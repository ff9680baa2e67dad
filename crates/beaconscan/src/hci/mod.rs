//! Bluetooth HCI (Host Controller Interface) implementation
//!
//! Command encoding, event decoding and the raw socket for the subset of
//! LE commands and events passive scanning needs.

pub mod command;
pub mod constants;
pub mod event;
pub mod socket;

#[cfg(test)]
mod tests;

pub use command::{
    build_event_mask_command, build_scan_enable_command, build_scan_parameters_command,
    CommandEnvelope, LeEventMask, ScanEnable, ScanParameters,
};
pub use event::{decode, AdvertisingReports, BeaconRecord, HciEvent};
pub use socket::{HciFilter, HciSocket, HCI_MAX_DEV};
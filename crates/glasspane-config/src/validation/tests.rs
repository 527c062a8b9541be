//! Tests for the full validation pipeline.

use super::*;
use crate::schema::*;

#[test]
fn default_config_validates() {
    assert!(validate(&GlasspaneConfig::default()).is_ok());
}

#[test]
fn catches_min_width_above_width() {
    let mut config = GlasspaneConfig::default();
    config.window.min_width = 900;
    let err = validate(&config).unwrap_err().to_string();
    assert!(err.contains("window.min_width"));
}

#[test]
fn catches_min_height_too_small() {
    let mut config = GlasspaneConfig::default();
    config.window.min_height = 10;
    let err = validate(&config).unwrap_err().to_string();
    assert!(err.contains("window.min_height"));
}

#[test]
fn catches_zero_fade_step() {
    let mut config = GlasspaneConfig::default();
    config.fade.close_step = 0.0;
    let err = validate(&config).unwrap_err().to_string();
    assert!(err.contains("fade.close_step"));
}

#[test]
fn catches_step_above_one() {
    let mut config = GlasspaneConfig::default();
    config.splash.fade_in_step = 1.5;
    let err = validate(&config).unwrap_err().to_string();
    assert!(err.contains("splash.fade_in_step"));
}

#[test]
fn catches_nan_step() {
    let mut config = GlasspaneConfig::default();
    config.splash.fade_out_step = f64::NAN;
    let err = validate(&config).unwrap_err().to_string();
    assert!(err.contains("splash.fade_out_step"));
}

#[test]
fn catches_zero_intervals() {
    let mut config = GlasspaneConfig::default();
    config.resize.tick_interval_ms = 0;
    config.fade.close_fallback_ms = 0;
    let err = validate(&config).unwrap_err().to_string();
    assert!(err.contains("resize.tick_interval_ms"));
    assert!(err.contains("fade.close_fallback_ms"));
}

#[test]
fn catches_non_http_dev_server() {
    let mut config = GlasspaneConfig::default();
    config.dev.server_url = Some("file:///etc/passwd".into());
    let err = validate(&config).unwrap_err().to_string();
    assert!(err.contains("dev.server_url"));
}

#[test]
fn accepts_http_dev_server() {
    let mut config = GlasspaneConfig::default();
    config.dev.server_url = Some("http://localhost:5173".into());
    assert!(validate(&config).is_ok());
}

#[test]
fn collects_multiple_errors() {
    let mut config = GlasspaneConfig::default();
    config.window.width = 10;
    config.splash.fade_in_interval_ms = 0;
    let err = validate(&config).unwrap_err().to_string();
    assert!(err.contains("window.width"));
    assert!(err.contains("splash.fade_in_interval_ms"));
    assert!(err.contains("; "));
}

#[test]
fn catches_runaway_animation_delay() {
    let mut config = GlasspaneConfig::default();
    config.animation.settle_delay_ms = 60_000;
    let err = validate(&config).unwrap_err().to_string();
    assert!(err.contains("animation.settle_delay_ms"));
}
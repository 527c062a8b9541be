use std::sync::{Arc, Mutex};

use glasspane_common::WindowRole;
use tracing::{debug, warn};
use wry::WebViewBuilder;

use crate::events::{PageLoadState, WebViewEvent};

use super::WebViewManager;

// =============================================================================
// NAVIGATION ALLOWLIST
// =============================================================================

/// Origins the bundled pages may be served from. WebView2 on Windows
/// rewrites `glasspane://localhost/...` to `http://glasspane.localhost/...`.
const BUNDLED_ORIGINS: &[&str] = &["http://glasspane.localhost", "https://glasspane.localhost"];

/// Decides which URLs a WebView may navigate to.
///
/// Always allowed: the `glasspane://` scheme and `about:blank`. When a
/// dev server is configured, its origin is allowed too. Everything else
/// is blocked.
#[derive(Debug, Clone, Default, PartialEq, Eq)]
pub struct NavigationPolicy {
    dev_origin: Option<String>,
}

impl NavigationPolicy {
    pub fn new(dev_server_url: Option<&str>) -> Self {
        let dev_origin = dev_server_url.and_then(origin_of);
        if let (Some(url), None) = (dev_server_url, &dev_origin) {
            warn!(url, "dev server URL has no usable origin; not allowlisted");
        }
        Self { dev_origin }
    }

    pub fn dev_origin(&self) -> Option<&str> {
        self.dev_origin.as_deref()
    }

    pub fn allows(&self, url: &str) -> bool {
        url.starts_with("glasspane://")
            || url == "about:blank"
            || BUNDLED_ORIGINS
                .iter()
                .any(|origin| is_same_origin(url, origin))
            || self
                .dev_origin
                .as_deref()
                .is_some_and(|origin| is_same_origin(url, origin))
    }
}

/// `scheme://host[:port]` of an http(s) URL.
pub fn origin_of(url: &str) -> Option<String> {
    let (scheme, rest) = url.split_once("://")?;
    if scheme != "http" && scheme != "https" {
        return None;
    }
    let host = rest.split(['/', '?', '#']).next().unwrap_or("");
    if host.is_empty() || host.contains('@') {
        return None;
    }
    Some(format!("{scheme}://{host}"))
}

fn is_same_origin(url: &str, origin: &str) -> bool {
    match url.strip_prefix(origin) {
        Some(rest) => rest.is_empty() || rest.starts_with(['/', '?', '#']),
        None => false,
    }
}

// =============================================================================
// HANDLER ATTACHMENTS
// =============================================================================

impl WebViewManager {
    pub(super) fn attach_ipc_handler<'a>(
        builder: WebViewBuilder<'a>,
        events: Arc<Mutex<Vec<WebViewEvent>>>,
        role: WindowRole,
    ) -> WebViewBuilder<'a> {
        builder.with_ipc_handler(move |request| {
            let body = request.body().to_string();

            if serde_json::from_str::<serde_json::Value>(&body).is_err() {
                warn!(%role, body_len = body.len(), "IPC message rejected: invalid JSON");
                return;
            }

            debug!(%role, body_len = body.len(), "IPC message from JS");
            if let Ok(mut evts) = events.lock() {
                evts.push(WebViewEvent::IpcMessage { role, body });
            }
        })
    }

    pub(super) fn attach_page_load_handler<'a>(
        builder: WebViewBuilder<'a>,
        events: Arc<Mutex<Vec<WebViewEvent>>>,
        role: WindowRole,
    ) -> WebViewBuilder<'a> {
        builder.with_on_page_load_handler(move |event, url| {
            let state = PageLoadState::from(event);
            debug!(%role, ?state, url = %url, "page load");
            if let Ok(mut evts) = events.lock() {
                evts.push(WebViewEvent::PageLoad { role, state, url });
            }
        })
    }

    pub(super) fn attach_navigation_handler<'a>(
        builder: WebViewBuilder<'a>,
        events: Arc<Mutex<Vec<WebViewEvent>>>,
        policy: Arc<NavigationPolicy>,
        role: WindowRole,
    ) -> WebViewBuilder<'a> {
        builder.with_navigation_handler(move |url| {
            if !policy.allows(&url) {
                warn!(%role, url = %url, "navigation blocked: URL not in allowlist");
                return false;
            }

            debug!(%role, url = %url, "navigation allowed");
            if let Ok(mut evts) = events.lock() {
                evts.push(WebViewEvent::NavigationRequested { role, url });
            }
            true
        })
    }
}

// =============================================================================
// TESTS
// =============================================================================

WORK INSTRUCTIONS
Copy down the material exactly as written.

SOLUTION FOR THIS PROBLEM
repository ff9680baa2e67dad
filename crates/beaconscan/src/hci/mod.rs
//! Bluetooth HCI (Host Controller Interface) implementation
//!
//! Command encoding, event decoding and the raw socket for the subset of
//! LE commands and events passive scanning needs.

pub mod command;
pub mod constants;
pub mod event;
pub mod socket;

#[cfg(test)]
mod tests;

pub use command::{
    build_event_mask_command, build_scan_enable_command, build_scan_parameters_command,
    CommandEnvelope, LeEventMask, ScanEnable, ScanParameters,
};
pub use event::{decode, AdvertisingReports, BeaconRecord, HciEvent};
pub use socket::{HciFilter, HciSocket, HCI_MAX_DEV};
filename crates/glasspane-config/src/validation/tests.rs
repository 527c062a8b9541be
//! Tests for the full validation pipeline.

use super::*;
use crate::schema::*;

#[test]
fn default_config_validates() {
    assert!(validate(&GlasspaneConfig::default()).is_ok());
}

#[test]
fn catches_min_width_above_width() {
    let mut config = GlasspaneConfig::default();
    config.window.min_width = 900;
    let err = validate(&config).unwrap_err().to_string();
    assert!(err.contains("window.min_width"));
}

#[test]
fn catches_min_height_too_small() {
    let mut config = GlasspaneConfig::default();
    config.window.min_height = 10;
    let err = validate(&config).unwrap_err().to_string();
    assert!(err.contains("window.min_height"));
}

#[test]
fn catches_zero_fade_step() {
    let mut config = GlasspaneConfig::default();
    config.fade.close_step = 0.0;
    let err = validate(&config).unwrap_err().to_string();
    assert!(err.contains("fade.close_step"));
}

#[test]
fn catches_step_above_one() {
    let mut config = GlasspaneConfig::default();
    config.splash.fade_in_step = 1.5;
    let err = validate(&config).unwrap_err().to_string();
    assert!(err.contains("splash.fade_in_step"));
}

#[test]
fn catches_nan_step() {
    let mut config = GlasspaneConfig::default();
    config.splash.fade_out_step = f64::NAN;
    let err = validate(&config).unwrap_err().to_string();
    assert!(err.contains("splash.fade_out_step"));
}

#[test]
fn catches_zero_intervals() {
    let mut config = GlasspaneConfig::default();
    config.resize.tick_interval_ms = 0;
    config.fade.close_fallback_ms = 0;
    let err = validate(&config).unwrap_err().to_string();
    assert!(err.contains("resize.tick_interval_ms"));
    assert!(err.contains("fade.close_fallback_ms"));
}

#[test]
fn catches_non_http_dev_server() {
    let mut config = GlasspaneConfig::default();
    config.dev.server_url = Some("file:///etc/passwd".into());
    let err = validate(&config).unwrap_err().to_string();
    assert!(err.contains("dev.server_url"));
}

#[test]
fn accepts_http_dev_server() {
    let mut config = GlasspaneConfig::default();
    config.dev.server_url = Some("http://localhost:5173".into());
    assert!(validate(&config).is_ok());
}

#[test]
fn collects_multiple_errors() {
    let mut config = GlasspaneConfig::default();
    config.window.width = 10;
    config.splash.fade_in_interval_ms = 0;
    let err = validate(&config).unwrap_err().to_string();
    assert!(err.contains("window.width"));
    assert!(err.contains("splash.fade_in_interval_ms"));
    assert!(err.contains("; "));
}

#[test]
fn catches_runaway_animation_delay() {
    let mut config = GlasspaneConfig::default();
    config.animation.settle_delay_ms = 60_000;
    let err = validate(&config).unwrap_err().to_string();
    assert!(err.contains("animation.settle_delay_ms"));
}
repository 527c062a8b9541be
use std::sync::{Arc, Mutex};

use glasspane_common::WindowRole;
use tracing::{debug, warn};
use wry::WebViewBuilder;

use crate::events::{PageLoadState, WebViewEvent};

use super::WebViewManager;

// =============================================================================
// NAVIGATION ALLOWLIST
// =============================================================================

/// Origins the bundled pages may be served from. WebView2 on Windows
/// rewrites `glasspane://localhost/...` to `http://glasspane.localhost/...`.
const BUNDLED_ORIGINS: &[&str] = &["http://glasspane.localhost", "https://glasspane.localhost"];

/// Decides which URLs a WebView may navigate to.
///
/// Always allowed: the `glasspane://` scheme and `about:blank`. When a
/// dev server is configured, its origin is allowed too. Everything else
/// is blocked.
#[derive(Debug, Clone, Default, PartialEq, Eq)]
pub struct NavigationPolicy {
    dev_origin: Option<String>,
}

impl NavigationPolicy {
    pub fn new(dev_server_url: Option<&str>) -> Self {
        let dev_origin = dev_server_url.and_then(origin_of);
        if let (Some(url), None) = (dev_server_url, &dev_origin) {
            warn!(url, "dev server URL has no usable origin; not allowlisted");
        }
        Self { dev_origin }
    }

    pub fn dev_origin(&self) -> Option<&str> {
        self.dev_origin.as_deref()
    }

    pub fn allows(&self, url: &str) -> bool {
        url.starts_with("glasspane://")
            || url == "about:blank"
            || BUNDLED_ORIGINS
                .iter()
                .any(|origin| is_same_origin(url, origin))
            || self
                .dev_origin
                .as_deref()
                .is_some_and(|origin| is_same_origin(url, origin))
    }
}

/// `scheme://host[:port]` of an http(s) URL.
pub fn origin_of(url: &str) -> Option<String> {
    let (scheme, rest) = url.split_once("://")?;
    if scheme != "http" && scheme != "https" {
        return None;
    }
    let host = rest.split(['/', '?', '#']).next().unwrap_or("");
    if host.is_empty() || host.contains('@') {
        return None;
    }
    Some(format!("{scheme}://{host}"))
}

fn is_same_origin(url: &str, origin: &str) -> bool {
    match url.strip_prefix(origin) {
        Some(rest) => rest.is_empty() || rest.starts_with(['/', '?', '#']),
        None => false,
    }
}

// =============================================================================
// HANDLER ATTACHMENTS
// =============================================================================

impl WebViewManager {
    pub(super) fn attach_ipc_handler<'a>(
        builder: WebViewBuilder<'a>,
        events: Arc<Mutex<Vec<WebViewEvent>>>,
        role: WindowRole,
    ) -> WebViewBuilder<'a> {
        builder.with_ipc_handler(move |request| {
            let body = request.body().to_string();

            if serde_json::from_str::<serde_json::Value>(&body).is_err() {
                warn!(%role, body_len = body.len(), "IPC message rejected: invalid JSON");
                return;
            }

            debug!(%role, body_len = body.len(), "IPC message from JS");
            if let Ok(mut evts) = events.lock() {
                evts.push(WebViewEvent::IpcMessage { role, body });
            }
        })
    }

    pub(super) fn attach_page_load_handler<'a>(
        builder: WebViewBuilder<'a>,
        events: Arc<Mutex<Vec<WebViewEvent>>>,
        role: WindowRole,
    ) -> WebViewBuilder<'a> {
        builder.with_on_page_load_handler(move |event, url| {
            let state = PageLoadState::from(event);
            debug!(%role, ?state, url = %url, "page load");
            if let Ok(mut evts) = events.lock() {
                evts.push(WebViewEvent::PageLoad { role, state, url });
            }
        })
    }

    pub(super) fn attach_navigation_handler<'a>(
        builder: WebViewBuilder<'a>,
        events: Arc<Mutex<Vec<WebViewEvent>>>,
        policy: Arc<NavigationPolicy>,
        role: WindowRole,
    ) -> WebViewBuilder<'a> {
        builder.with_navigation_handler(move |url| {
            if !policy.allows(&url) {
                warn!(%role, url = %url, "navigation blocked: URL not in allowlist");
                return false;
            }

            debug!(%role, url = %url, "navigation allowed");
            if let Ok(mut evts) = events.lock() {
                evts.push(WebViewEvent::NavigationRequested { role, url });
            }
            true
        })
    }
}

// =============================================================================
// TESTS
// =============================================================================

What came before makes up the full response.